Age-related genetic changes in the blood associated with poor cancer prognosis microbiologystudy

Researchers from the Francis Crick Institute, UCL, Gustave Roussy and Memorial Sloan Kettering Cancer Center (MSK), have discovered that expansion of mutant blood cells, a phenomenon linked to aging, can be found in cancerous tumors, and this is associated with worse outcomes for patients.

Understanding the biological interface of age-related genetic changes and diseases of aging, such as cancer and cardiovascular disease, is important to develop preventative therapies for a growing proportion of the population.

Clonal hematopoiesis of indeterminate potential (CHIP) is a condition where blood stem cells accumulate mutations over time, influenced by both aging and external environmental factors. CHIP has already been shown to be associated with risk of age-related disorders, such as cardiovascular disease, but the impact of these genetic changes on solid cancer evolution hasn’t been thoroughly investigated.

The work, published today in the New England Journal of Medicine, is a detailed study of the link between CHIP and cancer, in over 400 patients with lung cancer as part of the TRACERx and PEACE studies, and 49,000 patients with different types of cancer from MSK.

CHIP and cancer prognosis

An initial examination of blood samples allowed the research team to determine which patients had CHIP mutations in their blood. When matched with clinical data, the scientists observed that these mutations were associated with patients living for a shorter period of time, regardless of their age or the stage at which the cancer was diagnosed.

The researchers then went on to study patients with CHIP in more detail and determine whether the specific mutations were also present in their lung tumors because of blood cell infiltration. This was found to be true in 42% of patients with CHIP and they called this phenomenon tumor infiltrating clonal hematopoiesis (TI-CH). The team found that it was TI-CH, not CHIP alone, that was associated with the greater risk of cancer relapse and cancer death.

This finding was supported by samples from the PEACE study, a postmortem investigation of areas where cancer has spread, the main cause of cancer death. The team found that metastatic tumors at these sites often contained TI-CH mutations.

Not all mutations are equal

To inspect the link between TI-CH and poor patient outcomes, the scientists went on to look at the composition of cells in the lung tumors. They found that patients with TI-CH had an expansion of myeloid cells, a type of immune cell. These cells are an important part of the tumor microenvironment and unlike some immune cells that are primed to recognize and fight cancer, myeloid cells have been shown to regulate inflammation and can support tumor progression and spread.

The researchers also discovered that when mutations affected a gene called TET2, which is an important regulator of blood cell production, across thousands of individuals, the TET2 mutant blood cells were more likely to infiltrate the tumor. When analyzing hundreds of single cells from the tumors of two patients with TI-CH, they confirmed that TET2 mutations were mostly present in myeloid cells but not in other immune cell types.

The team then collaborated with blood cancer and CHIP experts in a Crick lab led by Dominique Bonnet, to study the impact of TET2 mutations experimentally. Together they grew organoids, mini lung tumors, with TET2 mutant myeloid cells. They showed that TET2 mutant myeloid cells remodeled the tumor microenvironment and accelerated tumor organoid growth.
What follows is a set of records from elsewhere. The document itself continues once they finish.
use std::fs;
use std::path::Path;
use std::process::{Command, Output};

use tempfile::TempDir;

fn orrery(config_dir: &Path, args: &[&str]) -> Output {
    Command::new(env!("CARGO_BIN_EXE_orrery"))
        .env("ORRERY_CONFIG_DIR", config_dir)
        .env("RUST_LOG", "warn")
        .args(args)
        .output()
        .expect("failed to run orrery")
}

fn stdout(output: &Output) -> String {
    String::from_utf8_lossy(&output.stdout).into_owned()
}

#[test]
fn check_renders_builtin_shaders_without_textures() {
    let root = TempDir::new().unwrap();
    let textures = root.path().join("textures");
    fs::create_dir_all(&textures).unwrap();

    let output = orrery(
        root.path(),
        &[
            "check",
            "--frames",
            "4",
            "--size",
            "320x180",
            "--textures",
            textures.to_str().unwrap(),
        ],
    );

    assert!(output.status.success(), "{output:?}");
    let text = stdout(&output);
    assert!(text.contains("frames rendered: 4"), "{text}");
    assert!(text.contains("draw calls:      4"), "{text}");
    assert!(text.contains("surface:         320x180"), "{text}");
    // Nothing exists under the texture root, so every body keeps its placeholder.
    assert!(text.contains("earth    failed"), "{text}");
    assert!(text.contains("check passed"), "{text}");
}

#[test]
fn check_fails_on_broken_fragment_shader() {
    let root = TempDir::new().unwrap();
    let fragment = root.path().join("broken.frag");
    fs::write(&fragment, "void main() { fragColor = ; }\n").unwrap();

    let output = orrery(
        root.path(),
        &["check", "--fragment", fragment.to_str().unwrap()],
    );

    assert!(!output.status.success());
    let stderr = String::from_utf8_lossy(&output.stderr);
    assert!(stderr.contains("shaders failed to build"), "{stderr}");
}

#[test]
fn config_overrides_are_reported_by_where() {
    let root = TempDir::new().unwrap();
    fs::write(
        root.path().join("orrery.toml"),
        "[textures]\nroot = \"planets\"\n[textures.overrides]\nearth = \"earth_night.png\"\n",
    )
    .unwrap();

    let output = orrery(root.path(), &["where"]);

    assert!(output.status.success(), "{output:?}");
    let text = stdout(&output);
    assert!(text.contains("(found)"), "{text}");
    assert!(text.contains("earth_night.png"), "{text}");
    assert!(text.contains("textures/mars_texture.jpg"), "{text}");
    assert!(
        text.contains(&root.path().join("planets").display().to_string()),
        "{text}"
    );
}

#[test]
fn unknown_texture_override_is_rejected() {
    let root = TempDir::new().unwrap();
    fs::write(
        root.path().join("orrery.toml"),
        "[textures.overrides]\npluto = \"pluto.png\"\n",
    )
    .unwrap();

    let output = orrery(root.path(), &["where"]);
    assert!(!output.status.success());
    assert!(String::from_utf8_lossy(&output.stderr).contains("pluto"));
}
Looking beyond lung cancer

Finally, in collaboration with researchers at Memorial Sloan Kettering Cancer Center in the US, the team validated their findings using a much larger data set of over 49,000 patients with different types of cancer. Overall, the presence of TI-CH was an independent predictor of shorter survival. But the presence of CHIP and TI-CH varied between cancer types. Researchers found these mutations were more common in cancers known to be harder to treat like lung cancer, head and neck cancer and pancreatic cancer.

The next steps for this work will be to confirm that CHIP directly contributes to cancer outcomes and then detail the exact mechanism by which CHIP is functionally implicated in the development of aggressive cancers.

Oriol Pich, Postdoctoral Project Research Scientist in the Crick’s Cancer Evolution and Genome Instability Laboratory, said, “Our results show that blood cells carrying age-related mutations can infiltrate tumors and impact cancer evolution, leading to worse outcomes for patients.

“This is important because CHIP is a natural phenomenon of aging that is common in patients with cancer.”

Charlie Swanton, Deputy Clinical Director at the Crick, Chief Clinician at Cancer Research UK and Chief Investigator for TRACERx, said, “This is the first time that we’ve been able to see at scale, the interaction of two different types of ‘clonal proliferations,’ age-related CHIP and cancer, providing insight into how aging might impact cancer risk.

“As we start to piece together the picture of the most important mutations which evolve during the aging process in cells from the bone marrow, and the impact they have in disease, we hope we can start to identify opportunities for intervention and maybe even prevention of some age-related cancers.”